INFORMATION SUPPLIED
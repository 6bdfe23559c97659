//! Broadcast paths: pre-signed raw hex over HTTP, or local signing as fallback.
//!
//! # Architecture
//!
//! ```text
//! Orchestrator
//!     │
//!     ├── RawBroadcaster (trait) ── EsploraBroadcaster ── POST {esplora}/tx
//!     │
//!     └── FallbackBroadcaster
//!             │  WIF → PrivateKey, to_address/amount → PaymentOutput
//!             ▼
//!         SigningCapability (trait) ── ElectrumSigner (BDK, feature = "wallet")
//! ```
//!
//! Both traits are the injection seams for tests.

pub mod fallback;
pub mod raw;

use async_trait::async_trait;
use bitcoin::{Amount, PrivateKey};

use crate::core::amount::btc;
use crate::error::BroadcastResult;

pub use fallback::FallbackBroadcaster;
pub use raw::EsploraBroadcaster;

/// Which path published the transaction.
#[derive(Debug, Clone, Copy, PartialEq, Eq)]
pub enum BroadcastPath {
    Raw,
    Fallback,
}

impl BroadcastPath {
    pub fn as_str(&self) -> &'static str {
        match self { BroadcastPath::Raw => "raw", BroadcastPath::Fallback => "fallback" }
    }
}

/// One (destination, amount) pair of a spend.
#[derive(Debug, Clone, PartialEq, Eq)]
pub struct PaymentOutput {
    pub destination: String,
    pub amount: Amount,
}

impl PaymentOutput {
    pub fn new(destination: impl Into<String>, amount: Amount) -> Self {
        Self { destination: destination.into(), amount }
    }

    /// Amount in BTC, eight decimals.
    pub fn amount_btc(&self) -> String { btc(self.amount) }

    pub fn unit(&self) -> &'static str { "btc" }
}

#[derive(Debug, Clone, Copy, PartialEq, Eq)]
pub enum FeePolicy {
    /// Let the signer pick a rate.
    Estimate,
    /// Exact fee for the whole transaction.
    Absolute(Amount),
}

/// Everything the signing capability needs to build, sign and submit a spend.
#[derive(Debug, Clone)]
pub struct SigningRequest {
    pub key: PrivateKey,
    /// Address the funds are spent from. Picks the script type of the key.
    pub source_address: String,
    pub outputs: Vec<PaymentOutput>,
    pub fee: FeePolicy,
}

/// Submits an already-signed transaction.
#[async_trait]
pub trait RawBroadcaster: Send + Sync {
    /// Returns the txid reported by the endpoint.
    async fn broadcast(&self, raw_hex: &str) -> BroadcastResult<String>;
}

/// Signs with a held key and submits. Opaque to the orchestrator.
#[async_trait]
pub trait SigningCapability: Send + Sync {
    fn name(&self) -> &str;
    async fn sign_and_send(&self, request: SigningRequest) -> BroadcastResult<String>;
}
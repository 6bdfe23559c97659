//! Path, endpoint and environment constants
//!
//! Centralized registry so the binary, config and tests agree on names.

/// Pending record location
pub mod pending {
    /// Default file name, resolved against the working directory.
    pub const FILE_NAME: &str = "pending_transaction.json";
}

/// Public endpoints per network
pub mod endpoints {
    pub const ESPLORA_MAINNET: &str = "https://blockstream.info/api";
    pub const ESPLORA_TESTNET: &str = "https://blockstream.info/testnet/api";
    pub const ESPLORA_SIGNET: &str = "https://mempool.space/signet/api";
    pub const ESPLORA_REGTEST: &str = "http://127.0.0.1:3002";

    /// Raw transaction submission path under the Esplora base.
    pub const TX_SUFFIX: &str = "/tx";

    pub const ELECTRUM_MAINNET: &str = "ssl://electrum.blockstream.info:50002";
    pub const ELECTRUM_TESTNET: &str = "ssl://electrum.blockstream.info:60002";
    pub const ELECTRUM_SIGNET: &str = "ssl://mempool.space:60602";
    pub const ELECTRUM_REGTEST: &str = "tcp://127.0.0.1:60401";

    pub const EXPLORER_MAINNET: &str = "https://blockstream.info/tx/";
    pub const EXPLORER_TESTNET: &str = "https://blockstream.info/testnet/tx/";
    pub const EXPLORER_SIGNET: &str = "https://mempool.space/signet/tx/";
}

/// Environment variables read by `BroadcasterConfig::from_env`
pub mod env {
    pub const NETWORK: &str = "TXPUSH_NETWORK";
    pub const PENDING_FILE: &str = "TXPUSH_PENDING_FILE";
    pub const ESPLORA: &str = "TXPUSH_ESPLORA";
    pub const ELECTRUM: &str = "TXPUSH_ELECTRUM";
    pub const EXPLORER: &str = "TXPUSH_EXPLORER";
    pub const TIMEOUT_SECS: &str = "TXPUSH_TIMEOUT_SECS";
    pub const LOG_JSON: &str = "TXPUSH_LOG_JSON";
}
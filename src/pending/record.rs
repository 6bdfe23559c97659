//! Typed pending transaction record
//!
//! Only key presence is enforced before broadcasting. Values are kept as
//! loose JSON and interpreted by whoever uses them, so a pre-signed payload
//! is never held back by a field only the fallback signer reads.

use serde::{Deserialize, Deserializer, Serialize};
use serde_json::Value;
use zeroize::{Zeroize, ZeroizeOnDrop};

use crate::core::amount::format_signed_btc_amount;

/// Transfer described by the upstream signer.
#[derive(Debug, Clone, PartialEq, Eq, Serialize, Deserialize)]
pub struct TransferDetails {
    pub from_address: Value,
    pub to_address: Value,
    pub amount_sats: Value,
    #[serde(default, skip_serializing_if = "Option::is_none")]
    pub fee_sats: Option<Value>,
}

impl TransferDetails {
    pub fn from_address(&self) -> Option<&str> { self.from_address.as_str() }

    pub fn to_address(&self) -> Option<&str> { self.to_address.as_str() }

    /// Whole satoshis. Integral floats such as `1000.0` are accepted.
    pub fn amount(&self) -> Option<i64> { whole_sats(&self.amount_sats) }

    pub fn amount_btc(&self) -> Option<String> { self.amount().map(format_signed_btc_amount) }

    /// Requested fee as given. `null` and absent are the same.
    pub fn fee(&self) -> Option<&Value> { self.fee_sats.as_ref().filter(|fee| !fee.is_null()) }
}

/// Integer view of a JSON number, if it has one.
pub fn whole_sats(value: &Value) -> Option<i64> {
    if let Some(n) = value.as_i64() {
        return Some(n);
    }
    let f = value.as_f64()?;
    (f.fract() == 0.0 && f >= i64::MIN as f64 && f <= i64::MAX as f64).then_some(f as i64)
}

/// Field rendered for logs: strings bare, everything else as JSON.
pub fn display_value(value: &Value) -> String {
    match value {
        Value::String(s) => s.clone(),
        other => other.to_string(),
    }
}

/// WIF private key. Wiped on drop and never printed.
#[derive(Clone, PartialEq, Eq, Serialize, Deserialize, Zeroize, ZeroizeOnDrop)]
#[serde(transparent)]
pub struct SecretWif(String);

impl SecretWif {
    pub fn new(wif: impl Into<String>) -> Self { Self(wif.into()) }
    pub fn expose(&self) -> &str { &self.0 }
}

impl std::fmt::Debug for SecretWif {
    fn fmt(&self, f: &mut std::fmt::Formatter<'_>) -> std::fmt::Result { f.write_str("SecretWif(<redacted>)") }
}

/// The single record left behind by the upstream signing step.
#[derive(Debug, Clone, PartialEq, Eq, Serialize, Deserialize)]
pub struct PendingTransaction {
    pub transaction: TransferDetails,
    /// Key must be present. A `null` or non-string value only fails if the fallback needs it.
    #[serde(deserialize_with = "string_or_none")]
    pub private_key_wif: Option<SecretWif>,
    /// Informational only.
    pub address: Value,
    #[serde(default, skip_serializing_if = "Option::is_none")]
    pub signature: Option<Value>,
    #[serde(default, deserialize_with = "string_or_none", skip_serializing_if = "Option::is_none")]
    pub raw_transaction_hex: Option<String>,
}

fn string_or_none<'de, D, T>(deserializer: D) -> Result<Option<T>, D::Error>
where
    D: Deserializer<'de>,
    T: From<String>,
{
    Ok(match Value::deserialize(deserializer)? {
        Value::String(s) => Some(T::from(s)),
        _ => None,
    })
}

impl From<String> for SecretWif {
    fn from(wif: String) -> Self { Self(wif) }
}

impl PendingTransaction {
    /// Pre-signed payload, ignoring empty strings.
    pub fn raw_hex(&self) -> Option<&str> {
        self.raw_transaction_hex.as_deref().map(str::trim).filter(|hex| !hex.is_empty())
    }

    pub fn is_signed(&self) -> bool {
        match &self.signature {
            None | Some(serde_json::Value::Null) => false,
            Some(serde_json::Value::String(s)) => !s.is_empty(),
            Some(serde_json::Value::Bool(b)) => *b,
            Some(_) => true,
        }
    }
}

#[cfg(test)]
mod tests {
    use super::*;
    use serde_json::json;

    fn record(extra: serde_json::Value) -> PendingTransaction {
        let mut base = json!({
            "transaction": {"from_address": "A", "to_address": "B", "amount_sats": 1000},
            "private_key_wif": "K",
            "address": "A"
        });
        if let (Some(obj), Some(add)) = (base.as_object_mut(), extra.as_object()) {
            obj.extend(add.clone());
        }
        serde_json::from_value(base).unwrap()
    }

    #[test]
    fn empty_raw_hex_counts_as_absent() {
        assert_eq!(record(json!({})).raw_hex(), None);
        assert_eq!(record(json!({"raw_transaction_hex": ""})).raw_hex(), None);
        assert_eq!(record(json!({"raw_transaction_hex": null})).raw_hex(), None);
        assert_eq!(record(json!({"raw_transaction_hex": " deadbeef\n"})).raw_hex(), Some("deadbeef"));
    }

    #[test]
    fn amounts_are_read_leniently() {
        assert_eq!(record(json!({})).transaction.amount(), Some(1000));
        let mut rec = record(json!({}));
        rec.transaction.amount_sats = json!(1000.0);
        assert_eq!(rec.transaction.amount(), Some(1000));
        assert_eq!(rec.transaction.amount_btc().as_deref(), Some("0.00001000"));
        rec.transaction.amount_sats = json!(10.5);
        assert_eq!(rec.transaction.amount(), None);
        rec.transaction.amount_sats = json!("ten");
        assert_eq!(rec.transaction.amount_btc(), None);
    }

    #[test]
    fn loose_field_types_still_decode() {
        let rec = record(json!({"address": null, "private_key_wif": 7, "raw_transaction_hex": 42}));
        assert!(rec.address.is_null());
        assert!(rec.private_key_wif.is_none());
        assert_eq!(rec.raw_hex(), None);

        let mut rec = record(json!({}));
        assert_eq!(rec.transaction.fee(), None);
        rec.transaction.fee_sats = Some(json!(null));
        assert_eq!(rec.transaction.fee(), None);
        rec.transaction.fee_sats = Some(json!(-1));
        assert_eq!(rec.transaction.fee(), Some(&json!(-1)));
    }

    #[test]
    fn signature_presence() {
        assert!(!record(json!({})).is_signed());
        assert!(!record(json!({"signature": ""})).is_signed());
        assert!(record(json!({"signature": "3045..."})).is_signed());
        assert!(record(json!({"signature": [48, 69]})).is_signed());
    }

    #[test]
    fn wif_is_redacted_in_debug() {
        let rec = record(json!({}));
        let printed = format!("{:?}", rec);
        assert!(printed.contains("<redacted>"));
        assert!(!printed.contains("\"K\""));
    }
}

--

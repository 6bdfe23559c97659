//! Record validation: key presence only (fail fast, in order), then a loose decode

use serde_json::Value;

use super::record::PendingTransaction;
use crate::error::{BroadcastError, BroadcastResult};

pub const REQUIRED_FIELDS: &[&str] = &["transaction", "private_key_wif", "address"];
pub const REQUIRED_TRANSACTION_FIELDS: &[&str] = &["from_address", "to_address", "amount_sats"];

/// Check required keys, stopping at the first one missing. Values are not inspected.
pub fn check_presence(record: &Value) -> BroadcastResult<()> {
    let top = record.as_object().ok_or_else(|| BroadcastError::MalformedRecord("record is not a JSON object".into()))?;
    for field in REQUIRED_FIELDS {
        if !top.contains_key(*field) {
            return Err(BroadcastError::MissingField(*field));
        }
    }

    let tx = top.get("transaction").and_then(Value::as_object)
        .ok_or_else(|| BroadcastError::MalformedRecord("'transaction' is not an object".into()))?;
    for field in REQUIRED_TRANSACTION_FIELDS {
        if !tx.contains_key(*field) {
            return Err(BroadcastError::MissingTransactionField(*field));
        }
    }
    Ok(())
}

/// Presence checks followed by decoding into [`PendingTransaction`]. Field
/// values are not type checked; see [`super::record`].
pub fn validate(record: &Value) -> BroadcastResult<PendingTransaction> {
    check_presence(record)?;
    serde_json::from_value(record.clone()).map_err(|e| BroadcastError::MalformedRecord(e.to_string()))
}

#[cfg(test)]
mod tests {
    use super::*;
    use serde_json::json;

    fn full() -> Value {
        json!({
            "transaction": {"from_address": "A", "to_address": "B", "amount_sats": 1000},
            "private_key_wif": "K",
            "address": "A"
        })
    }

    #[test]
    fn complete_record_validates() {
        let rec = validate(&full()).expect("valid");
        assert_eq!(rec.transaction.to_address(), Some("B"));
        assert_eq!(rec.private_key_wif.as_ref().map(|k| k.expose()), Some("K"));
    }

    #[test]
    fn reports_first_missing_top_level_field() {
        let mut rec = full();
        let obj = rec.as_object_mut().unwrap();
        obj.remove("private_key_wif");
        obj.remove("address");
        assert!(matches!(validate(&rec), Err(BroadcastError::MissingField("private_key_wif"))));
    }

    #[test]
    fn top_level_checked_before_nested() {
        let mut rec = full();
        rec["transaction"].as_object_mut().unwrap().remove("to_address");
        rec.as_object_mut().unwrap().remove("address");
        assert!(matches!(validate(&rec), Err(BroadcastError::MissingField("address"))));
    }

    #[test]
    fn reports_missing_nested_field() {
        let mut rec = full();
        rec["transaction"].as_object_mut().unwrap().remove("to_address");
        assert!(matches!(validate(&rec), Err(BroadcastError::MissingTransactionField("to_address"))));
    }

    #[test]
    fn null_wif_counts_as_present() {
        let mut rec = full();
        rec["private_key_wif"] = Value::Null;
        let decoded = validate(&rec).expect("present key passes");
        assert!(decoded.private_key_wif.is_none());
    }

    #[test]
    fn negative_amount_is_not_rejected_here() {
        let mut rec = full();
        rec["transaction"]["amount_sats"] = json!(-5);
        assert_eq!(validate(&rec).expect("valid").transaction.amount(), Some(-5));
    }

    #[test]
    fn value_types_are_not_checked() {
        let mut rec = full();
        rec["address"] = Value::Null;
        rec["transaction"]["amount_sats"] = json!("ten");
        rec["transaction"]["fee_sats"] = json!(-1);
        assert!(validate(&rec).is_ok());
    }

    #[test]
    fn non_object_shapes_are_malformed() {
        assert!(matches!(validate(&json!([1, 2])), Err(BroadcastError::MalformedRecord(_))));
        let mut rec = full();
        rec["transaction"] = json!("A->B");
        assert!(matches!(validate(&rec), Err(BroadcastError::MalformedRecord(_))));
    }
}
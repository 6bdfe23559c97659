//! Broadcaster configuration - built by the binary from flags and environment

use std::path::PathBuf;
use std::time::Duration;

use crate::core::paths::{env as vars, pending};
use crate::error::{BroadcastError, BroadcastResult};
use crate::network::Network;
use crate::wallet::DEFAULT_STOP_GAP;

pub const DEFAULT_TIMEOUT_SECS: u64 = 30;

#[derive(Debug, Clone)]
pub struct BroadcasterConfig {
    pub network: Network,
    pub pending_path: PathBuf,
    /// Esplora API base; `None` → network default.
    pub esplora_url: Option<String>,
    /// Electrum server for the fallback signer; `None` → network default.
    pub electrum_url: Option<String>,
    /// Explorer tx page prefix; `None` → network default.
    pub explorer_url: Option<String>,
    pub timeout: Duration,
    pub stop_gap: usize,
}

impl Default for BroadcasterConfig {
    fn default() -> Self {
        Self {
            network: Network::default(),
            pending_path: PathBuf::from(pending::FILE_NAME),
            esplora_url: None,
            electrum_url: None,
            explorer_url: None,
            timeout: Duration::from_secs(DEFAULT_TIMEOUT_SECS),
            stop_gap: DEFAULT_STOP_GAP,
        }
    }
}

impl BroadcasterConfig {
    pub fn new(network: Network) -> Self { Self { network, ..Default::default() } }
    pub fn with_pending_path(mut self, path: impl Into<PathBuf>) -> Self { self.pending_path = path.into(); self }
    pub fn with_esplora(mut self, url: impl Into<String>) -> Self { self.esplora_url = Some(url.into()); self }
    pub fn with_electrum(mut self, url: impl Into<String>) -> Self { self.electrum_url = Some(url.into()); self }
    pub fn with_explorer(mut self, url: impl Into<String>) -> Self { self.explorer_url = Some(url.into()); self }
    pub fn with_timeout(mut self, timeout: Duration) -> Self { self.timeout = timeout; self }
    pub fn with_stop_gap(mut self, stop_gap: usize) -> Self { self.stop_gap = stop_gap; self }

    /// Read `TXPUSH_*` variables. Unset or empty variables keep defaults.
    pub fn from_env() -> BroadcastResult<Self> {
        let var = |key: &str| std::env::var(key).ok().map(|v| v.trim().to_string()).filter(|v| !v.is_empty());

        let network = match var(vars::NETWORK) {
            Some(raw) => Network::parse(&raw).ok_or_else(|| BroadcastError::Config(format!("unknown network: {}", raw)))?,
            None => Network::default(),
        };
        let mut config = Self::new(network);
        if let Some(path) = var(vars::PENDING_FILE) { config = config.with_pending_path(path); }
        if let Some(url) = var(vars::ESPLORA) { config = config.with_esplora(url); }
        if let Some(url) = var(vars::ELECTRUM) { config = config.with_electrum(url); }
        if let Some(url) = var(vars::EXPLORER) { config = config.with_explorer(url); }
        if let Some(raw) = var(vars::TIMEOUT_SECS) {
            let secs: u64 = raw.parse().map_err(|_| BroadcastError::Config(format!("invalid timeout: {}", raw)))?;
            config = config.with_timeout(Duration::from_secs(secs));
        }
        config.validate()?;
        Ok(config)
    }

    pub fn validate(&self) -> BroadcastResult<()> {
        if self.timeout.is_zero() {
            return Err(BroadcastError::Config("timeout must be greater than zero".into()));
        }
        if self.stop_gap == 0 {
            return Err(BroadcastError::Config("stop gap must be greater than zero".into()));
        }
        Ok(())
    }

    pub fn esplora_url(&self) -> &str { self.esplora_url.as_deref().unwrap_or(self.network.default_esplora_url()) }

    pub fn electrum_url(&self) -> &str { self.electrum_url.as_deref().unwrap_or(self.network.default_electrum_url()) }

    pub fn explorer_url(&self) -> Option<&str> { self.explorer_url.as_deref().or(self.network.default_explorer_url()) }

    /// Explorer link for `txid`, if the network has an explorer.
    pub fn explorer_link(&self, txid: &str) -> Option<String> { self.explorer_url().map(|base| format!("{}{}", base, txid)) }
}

* * *

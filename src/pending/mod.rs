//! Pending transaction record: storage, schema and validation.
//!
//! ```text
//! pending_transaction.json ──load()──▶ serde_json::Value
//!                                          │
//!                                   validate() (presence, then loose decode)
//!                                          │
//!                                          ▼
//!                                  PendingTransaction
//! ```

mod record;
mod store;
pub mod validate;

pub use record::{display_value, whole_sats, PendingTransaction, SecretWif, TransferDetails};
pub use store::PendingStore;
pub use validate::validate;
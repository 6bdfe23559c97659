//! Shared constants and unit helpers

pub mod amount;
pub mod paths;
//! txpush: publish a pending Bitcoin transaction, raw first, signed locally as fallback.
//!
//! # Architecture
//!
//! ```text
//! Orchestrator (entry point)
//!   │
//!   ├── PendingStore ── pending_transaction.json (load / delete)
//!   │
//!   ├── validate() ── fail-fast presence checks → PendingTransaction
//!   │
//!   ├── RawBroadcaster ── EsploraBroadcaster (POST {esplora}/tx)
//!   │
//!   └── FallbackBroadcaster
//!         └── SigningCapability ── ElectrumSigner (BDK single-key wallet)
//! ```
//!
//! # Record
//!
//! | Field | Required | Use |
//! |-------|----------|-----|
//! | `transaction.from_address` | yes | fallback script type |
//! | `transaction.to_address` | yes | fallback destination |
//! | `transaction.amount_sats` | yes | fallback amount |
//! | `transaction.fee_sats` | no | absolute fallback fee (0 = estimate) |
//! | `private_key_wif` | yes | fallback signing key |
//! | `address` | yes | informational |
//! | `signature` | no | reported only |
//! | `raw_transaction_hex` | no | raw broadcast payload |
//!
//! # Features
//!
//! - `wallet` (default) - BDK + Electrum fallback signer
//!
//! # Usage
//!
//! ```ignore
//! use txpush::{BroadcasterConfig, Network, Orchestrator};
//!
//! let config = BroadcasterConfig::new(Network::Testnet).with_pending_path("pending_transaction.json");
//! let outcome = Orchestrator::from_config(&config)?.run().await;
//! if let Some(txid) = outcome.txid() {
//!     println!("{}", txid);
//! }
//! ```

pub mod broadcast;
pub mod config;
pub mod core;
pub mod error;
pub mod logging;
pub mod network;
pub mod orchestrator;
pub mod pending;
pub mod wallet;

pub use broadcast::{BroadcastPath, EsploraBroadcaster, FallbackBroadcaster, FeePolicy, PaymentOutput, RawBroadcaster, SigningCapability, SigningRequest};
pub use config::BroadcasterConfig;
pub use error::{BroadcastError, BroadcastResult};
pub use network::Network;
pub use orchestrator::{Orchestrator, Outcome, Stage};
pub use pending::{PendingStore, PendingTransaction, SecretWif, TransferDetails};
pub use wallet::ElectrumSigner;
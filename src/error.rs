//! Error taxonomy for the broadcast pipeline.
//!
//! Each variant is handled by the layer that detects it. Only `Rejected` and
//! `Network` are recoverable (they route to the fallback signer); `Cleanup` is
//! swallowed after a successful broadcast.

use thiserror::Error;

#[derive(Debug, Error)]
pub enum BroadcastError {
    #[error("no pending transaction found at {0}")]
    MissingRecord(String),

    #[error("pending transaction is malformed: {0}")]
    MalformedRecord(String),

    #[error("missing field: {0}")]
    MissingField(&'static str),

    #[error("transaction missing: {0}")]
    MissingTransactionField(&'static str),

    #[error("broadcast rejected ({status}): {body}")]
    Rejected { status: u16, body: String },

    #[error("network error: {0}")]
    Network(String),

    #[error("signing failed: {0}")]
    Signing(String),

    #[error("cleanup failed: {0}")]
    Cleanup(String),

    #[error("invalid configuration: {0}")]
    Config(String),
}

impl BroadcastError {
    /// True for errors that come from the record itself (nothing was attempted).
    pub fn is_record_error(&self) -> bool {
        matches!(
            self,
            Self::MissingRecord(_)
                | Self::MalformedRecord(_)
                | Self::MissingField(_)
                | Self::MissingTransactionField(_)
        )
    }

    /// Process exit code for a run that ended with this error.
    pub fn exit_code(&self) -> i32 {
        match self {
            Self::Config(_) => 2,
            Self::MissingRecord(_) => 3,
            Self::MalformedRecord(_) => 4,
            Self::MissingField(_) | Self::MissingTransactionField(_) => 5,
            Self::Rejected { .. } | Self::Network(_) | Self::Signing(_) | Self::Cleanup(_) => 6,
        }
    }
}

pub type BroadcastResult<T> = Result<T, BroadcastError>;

TASK DESCRIPTION
Copy out, word for word, the part of the entries above that begins at the line with "pub fn with_stop_gap(mut" and ends at the line with "pub fn from_env()", including both.

OUTPUT OF THE TASK
    pub fn with_stop_gap(mut self, stop_gap: usize) -> Self { self.stop_gap = stop_gap; self }

    /// Read `TXPUSH_*` variables. Unset or empty variables keep defaults.
    pub fn from_env() -> BroadcastResult<Self> {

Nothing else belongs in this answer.